Voici un poème qui m'a profondément marquée, et que j’ai écouté en boucle quand j’étais adolescente, sur un 33 tours bien rayé à force d’être passé et repassé sur un vieil électrophone. Il s’agit de La prose du Transsibérien et de la petite Jeanne de France, récit sous forme de ballade d'un voyage en train à travers la Russie.
Le leitmotiv lancinant En ce temps-là j'étais en mon adolescence / J'avais à peine seize ans et je ne me souvenais déjà plus de mon enfance... et Blaise, dis, sommes-nous bien loin de Montmartre ? fait écho au roulement du train Le train tonne sur les plaques tournantes Le train roule Un gramophone grasseye une marche tzigane Et le monde, comme l'horloge du quartier juif de Prague, tourne éperdument à rebours.
Le poème est très long, je vous préviens ! si vous n'avez pas envie de tout lire, vous pouvez aussi l'écouter, j'ai trouvé sur Youtube la version que j'écoutais en boucle autrefois et qui me remue toujours autant
Spoiler:
En ce temps-là, j'étais en mon adolescence J'avais à peine seize ans et je ne me souvenais déjà plus de mon enfance J'étais à 16.000 lieues du lieu de ma naissance J'étais à Moscou dans la ville des mille et trois clochers et des sept gares Et je n'avais pas assez des sept gares et des mille et trois tours Car mon adolescence était si ardente et si folle Que mon cœur tour à tour brûlait comme le temple d'Ephèse ou comme la Place Rouge de Moscou quand le soleil se couche.
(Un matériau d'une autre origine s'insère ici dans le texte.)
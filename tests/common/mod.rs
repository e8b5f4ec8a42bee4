//! Shared test fixtures: a scripted mock LLM client.

// Each integration test binary uses a different subset of the mock.
#![allow(dead_code)]

use kgforge::Result;
use kgforge::clients::{
    ExtractRequest, GenerateRequest, LlmClient, items_from_value, triples_from_items,
};
use kgforge::models::Triple;
use serde_json::Value;
use std::collections::VecDeque;
use std::sync::Mutex;

/// A mock client that replays queued raw payloads.
///
/// Payloads are routed through the same normalization helpers the real
/// providers use, so malformed-candidate handling is exercised end to
/// end. An empty queue yields an empty result.
#[derive(Debug)]
pub struct MockClient {
    structured: bool,
    extract_queue: Mutex<VecDeque<Result<Value>>>,
    generate_queue: Mutex<VecDeque<Result<Value>>>,
    extract_prompts: Mutex<Vec<String>>,
    generate_prompts: Mutex<Vec<String>>,
}

impl MockClient {
    pub fn new(structured: bool) -> Self {
        Self {
            structured,
            extract_queue: Mutex::new(VecDeque::new()),
            generate_queue: Mutex::new(VecDeque::new()),
            extract_prompts: Mutex::new(Vec::new()),
            generate_prompts: Mutex::new(Vec::new()),
        }
    }

    pub fn push_extract(&self, payload: Result<Value>) {
        self.extract_queue.lock().unwrap().push_back(payload);
    }

    pub fn push_generate(&self, payload: Result<Value>) {
        self.generate_queue.lock().unwrap().push_back(payload);
    }

    pub fn extract_calls(&self) -> usize {
        self.extract_prompts.lock().unwrap().len()
    }

    pub fn generate_calls(&self) -> usize {
        self.generate_prompts.lock().unwrap().len()
    }

    pub fn extract_prompts(&self) -> Vec<String> {
        self.extract_prompts.lock().unwrap().clone()
    }

    pub fn generate_prompts(&self) -> Vec<String> {
        self.generate_prompts.lock().unwrap().clone()
    }
}

impl LlmClient for MockClient {
    fn extract(&self, request: &ExtractRequest<'_>) -> Result<Vec<Triple>> {
        self.extract_prompts
            .lock()
            .unwrap()
            .push(request.text.to_string());
        match self.extract_queue.lock().unwrap().pop_front() {
            Some(Ok(payload)) => Ok(triples_from_items(
                items_from_value(payload),
                "mock_extract",
            )),
            Some(Err(e)) => Err(e),
            None => Ok(Vec::new()),
        }
    }

    fn generate_json(&self, request: &GenerateRequest<'_>) -> Result<Vec<Value>> {
        self.generate_prompts
            .lock()
            .unwrap()
            .push(request.text.to_string());
        match self.generate_queue.lock().unwrap().pop_front() {
            Some(Ok(payload)) => Ok(items_from_value(payload)),
            Some(Err(e)) => Err(e),
            None => Ok(Vec::new()),
        }
    }

    fn model_name(&self) -> String {
        "mock/test-model".to_string()
    }

    fn supports_structured_output(&self) -> bool {
        self.structured
    }
}
//! learnit — topic summaries, quizzes and predicted questions generated
//! through a chat-completion API.

pub mod models;
pub mod services;
pub mod utils;

pub use models::{LearningContent, QuizQuestion, PLACEHOLDER_SUMMARY};
pub use services::parser::parse;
Et mes yeux éclairaient des voies anciennes. Et j'étais déjà si mauvais poète Que je ne savais pas aller jusqu'au bout.
Le Kremlin était comme un immense gâteau tartare croustillé d'or, Avec les grandes amandes des cathédrales, toutes blanches Et l'or mielleux des cloches... Un vieux moine me lisait la légende de Novgorod J'avais soif Et je déchiffrais des caractères cunéiformes Puis, tout à coup, les pigeons du Saint-Esprit s'envolaient sur la place Et mes mains s'envolaient aussi avec des bruissements d'albatros Et ceci, c'était les dernières réminiscences Du dernier jour Du tout dernier voyage Et de la mer.
Pourtant, j'étais fort mauvais poète. Je ne savais pas aller jusqu'au bout. J'avais faim Et tous les jours et toutes les femmes dans les cafés et tous les verres J'aurais voulu les boire et les casser Et toutes les vitrines et toutes les rues Et toutes les maisons et toutes les vies Et toutes les roues des fiacres qui tournaient en tourbillon sur les mauvais pavés J'aurais voulu les plonger dans une fournaise de glaive Et j'aurais voulu broyer tous les os Et arracher toutes les langues Et liquéfier tous ces grands corps étranges et nus sous les vêtements qui m'affolent... Je pressentais la venue du grand Christ rouge de la révolution russe... Et le soleil était une mauvaise plaie Qui s'ouvrait comme un brasier En ce temps-là j'étais en mon adolescence J'avais à peine seize ans et je ne me souvenais déjà plus de ma naissance J'étais à Moscou où je voulais me nourrir de flammes Et je n'avais pas assez des tours et des gares que constellaient mes yeux En Sibérie tonnait le canon, c'était la guerre La faim le froid la peste et le choléra Et les eaux limoneuses de l'Amour charriaient des millions de charognes Dans toutes les gares je voyais partir tous les derniers trains Personne ne pouvait plus partir car on ne délivrait plus de billets Et les soldats qui s'en allaient auraient bien voulu rester... Un vieux moine me chantait la légende de Novgorod.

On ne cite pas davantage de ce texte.